In other words, I'd like to receive:
- Average for hash based on all duplicated values (from hash column)
- Per date
So it should look like:
average | date | hash
17. 5 | 201-08-29 | 9xxx
26 | 2017-08-29 | 1as0
22.5 | 2017-09-01 | 1as0
22 | 2017-12-20 | 9xxx
22.5 | 2017-12-20 | 1as0
... | ... | ...
It looks rather simple, but I'm new to SQL, so it might be not so obvious to me. I spend many hours googling and I didn't find a solution that I was able to implement with a success.
For now, I tried some queries with DISTINCT, GROUP BY and inner query. Each time I miss something (like an average of some subgroups per date for instance).
My last idea was to:
- To create a separate column with the average for each hash and then...
- ... to group values per date
But in such a solution, the average is done for all hashes not per hash subgroups (duplicates). I'm not able to grasp all values per each date (year/month/day).
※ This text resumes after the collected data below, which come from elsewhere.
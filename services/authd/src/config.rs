//! 配置模块职责：
//! 1. 读取授权服务运行所需的环境变量，并提供默认值。
//! 2. 解析注册表路径、监听地址、日志相关配置。

use std::path::PathBuf;

/// 默认监听地址。
pub(crate) const DEFAULT_ADDR: &str = "0.0.0.0:18090";
/// 监听地址环境变量。
const ADDR_ENV: &str = "DC_ADDR";
/// 注册表路径环境变量。
const REGISTRY_PATH_ENV: &str = "DC_REGISTRY_PATH";
/// 签名密钥环境变量。
pub(crate) const SECRET_KEY_ENV: &str = "DC_SECRET_KEY";
/// 新建注册表时的免授权模式初值。
const FREE_AUTH_MODE_ENV: &str = "DC_FREE_AUTH_MODE";

/// 服务运行时配置。
#[derive(Debug, Clone)]
pub(crate) struct Config {
    /// HTTP 监听地址。
    pub(crate) addr: String,
    /// 注册表文件路径。
    pub(crate) registry_path: PathBuf,
    /// 环境变量提供的签名密钥（密钥链第三优先级）。
    pub(crate) env_secret_key: Option<String>,
    /// 新建注册表时写入的免授权模式。
    pub(crate) free_auth_mode_seed: bool,
}

impl Config {
    /// 从环境变量读取配置。
    pub(crate) fn from_env() -> Self {
        Self {
            addr: env_non_empty(ADDR_ENV).unwrap_or_else(|| DEFAULT_ADDR.to_string()),
            registry_path: registry_path(),
            env_secret_key: env_non_empty(SECRET_KEY_ENV),
            free_auth_mode_seed: env_non_empty(FREE_AUTH_MODE_ENV)
                .map(|raw| parse_bool(&raw))
                .unwrap_or(false),
        }
    }
}

/// 注册表路径：优先环境变量，回退 `~/.config/devicebind/authd/registry.json`。
pub(crate) fn registry_path() -> PathBuf {
    if let Some(path) = env_non_empty(REGISTRY_PATH_ENV) {
        return PathBuf::from(path);
    }

    let home = std::env::var("HOME").unwrap_or_else(|_| ".".to_string());
    PathBuf::from(home)
        .join(".config")
        .join("devicebind")
        .join("authd")
        .join("registry.json")
}

/// 读取非空环境变量（去除首尾空白）。
pub(crate) fn env_non_empty(name: &str) -> Option<String> {
    std::env::var(name)
        .ok()
        .map(|raw| raw.trim().to_string())
        .filter(|value| !value.is_empty())
}

/// 解析布尔开关：`1/true/yes/on` 视为开启。
pub(crate) fn parse_bool(raw: &str) -> bool {
    matches!(
        raw.trim().to_ascii_lowercase().as_str(),
        "1" | "true" | "yes" | "on"
    )
}
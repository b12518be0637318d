//! Transport session (C1). Two independent tasks per connection — read and write —
//! sharing only the outbound queue. Written against a small duplex-frame
//! abstraction so production can drive it with a real WebSocket upgrade and tests
//! can drive it with an in-memory channel pair.
//!
//! Constants below match the source system's client exactly: `write_wait=10s`,
//! `pong_wait=120s`, `ping_period=108s` (90% of pong_wait), `max_message_size=1024`.

use std::sync::Arc;

use async_trait::async_trait;
use chrono::Utc;
use tokio::sync::mpsc;
use tokio::time::timeout;

use crate::bus::EventBus;
use crate::config::Config;
use crate::error::SessionError;
use crate::events::ChatEvent;
use crate::models::{ChatMessage, OutboundFrame, is_heartbeat_content};
use crate::topics::TopicFormatter;

/// One logical frame off (or onto) the wire. `Text` carries a JSON body; the rest
/// are protocol-level control frames.
#[derive(Debug, Clone)]
pub enum RawFrame {
    Text(String),
    Ping,
    Pong,
    Close,
}

#[async_trait]
pub trait FrameReader: Send {
    /// Returns `Err` on any terminal condition: closed socket, protocol error, EOF.
    async fn read(&mut self) -> Result<RawFrame, SessionError>;
}

#[async_trait]
pub trait FrameWriter: Send {
    async fn write(&mut self, frame: RawFrame) -> Result<(), SessionError>;
}

/// What the room/hub hold for each connected client: just enough to enqueue
/// outbound traffic and identify the session. Cloning is cheap; the underlying
/// `mpsc::Sender` is reference-counted.
#[derive(Clone)]
pub struct SessionHandle {
    pub user_id: String,
    pub username: String,
    pub room_id: String,
    pub(crate) outbound: mpsc::Sender<OutboundFrame>,
}

impl SessionHandle {
    #[cfg(test)]
    pub fn for_test(user_id: &str, room_id: &str, capacity: usize) -> (Self, mpsc::Receiver<OutboundFrame>) {
        let (tx, rx) = mpsc::channel(capacity);
        (
            Self {
                user_id: user_id.to_string(),
                username: user_id.to_string(),
                room_id: room_id.to_string(),
                outbound: tx,
            },
            rx,
        )
    }

    /// Non-blocking enqueue. Per the backpressure contract, a full queue means the
    /// caller (room fan-out) must drop this session rather than wait.
    pub fn try_send(&self, frame: OutboundFrame) -> Result<(), ()> {
        self.outbound.try_send(frame).map_err(|_| ())
    }
}

/// Spawns the read and write tasks for one newly-accepted connection and returns
/// the handle a `Room` should register, plus both tasks' join handles so a
/// transport adapter that owns the connection's lifetime (e.g. a WebSocket
/// upgrade handler) can await session teardown before releasing the socket.
/// `on_terminate` is invoked (possibly twice, harmlessly — unregistration is
/// idempotent) once either task observes the connection is finished.
pub fn spawn_session<R, W, F>(
    reader: R,
    writer: W,
    room_id: String,
    user_id: String,
    username: String,
    bus: Arc<dyn EventBus>,
    topics: TopicFormatter,
    config: Config,
    on_terminate: F,
) -> (SessionHandle, tokio::task::JoinHandle<()>, tokio::task::JoinHandle<()>)
where
    R: FrameReader + 'static,
    W: FrameWriter + 'static,
    F: Fn(SessionHandle) + Send + Sync + Clone + 'static,
{
    let (outbound_tx, outbound_rx) = mpsc::channel(config.session_queue_depth);
    let handle = SessionHandle {
        user_id: user_id.clone(),
        username: username.clone(),
        room_id: room_id.clone(),
        outbound: outbound_tx,
    };

    let read_handle = handle.clone();
    let read_on_terminate = on_terminate.clone();
    let read_task = tokio::spawn(read_loop(
        reader,
        room_id.clone(),
        user_id.clone(),
        username.clone(),
        bus,
        topics,
        config.clone(),
        move || read_on_terminate(read_handle.clone()),
    ));

    let write_handle = handle.clone();
    let write_task = tokio::spawn(write_loop(writer, outbound_rx, config, move || {
        on_terminate(write_handle.clone())
    }));

    (handle, read_task, write_task)
}

async fn read_loop<R: FrameReader>(
    mut reader: R,
    room_id: String,
    sender_id: String,
    sender_name: String,
    bus: Arc<dyn EventBus>,
    topics: TopicFormatter,
    config: Config,
    on_terminate: impl Fn(),
) {
    loop {
        let frame = match timeout(config.read_deadline, reader.read()).await {
            Ok(Ok(frame)) => frame,
            Ok(Err(_)) | Err(_) => break,
        };

        match frame {
            RawFrame::Close => break,
            RawFrame::Ping | RawFrame::Pong => continue,
            RawFrame::Text(content) => {
                if content.len() > config.max_message_bytes {
                    break;
                }
                if is_heartbeat_content(&content) {
                    // Heartbeat: the read deadline above already extended on this
                    // successful read, nothing further to do.
                    continue;
                }
                let message = ChatMessage {
                    id: 0,
                    room_id: room_id.clone(),
                    sender_id: sender_id.clone(),
                    sender: sender_name.clone(),
                    content,
                    timestamp: Utc::now(),
                };
                let topic = topics.message_new(&room_id);
                if let Err(e) = bus.publish(&topic, ChatEvent::MessageNew { message }).await {
                    eprintln!("session: failed to publish inbound message for room {room_id}: {e}");
                }
            }
        }
    }
    on_terminate();
}

async fn write_loop<W: FrameWriter>(
    mut writer: W,
    mut outbound: mpsc::Receiver<OutboundFrame>,
    config: Config,
    on_terminate: impl Fn(),
) {
    let mut ticker = tokio::time::interval(config.ping_period());
    ticker.tick().await; // first tick fires immediately; consume it

    loop {
        tokio::select! {
            frame = outbound.recv() => {
                let Some(frame) = frame else { break };
                let Ok(text) = serde_json::to_string(&frame) else { continue };
                if timeout(config.write_deadline, writer.write(RawFrame::Text(text))).await.is_err() {
                    break;
                }
            }
            _ = ticker.tick() => {
                if timeout(config.write_deadline, writer.write(RawFrame::Ping)).await.is_err() {
                    break;
                }
            }
        }
    }
    on_terminate();
}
SELECT *, AVG(avg_tmpr_c) OVER (PARTITION BY wthr_date) as av_for_hash
FROM testing
Anyone will be so kind to help me?
CodePudding user response:
select "date", hash, avg(average) as avg
from tbl
group by "date", hash
CodePudding user response:
First we collect the total of average per hash and date. This could be saved in a temporary table. Then we add them and we compute the last average.
select date, hash , sum(average ) sum_a , count(*) count_a from tbl group by date, hash
--- per date
select date , sum(sum_a) / sum(count_a) as date_avg from
( select date, hash , sum(average ) sum_a , count(*) count_a
from tbl
group by date, hash ) a
group by date
--- per hash
select hash , sum(sum_a) / sum(count_a) as hash_avg from
( select date, hash , sum(average ) sum_a , count(*) count_a
from tbl
group by date, hash ) a
group by hash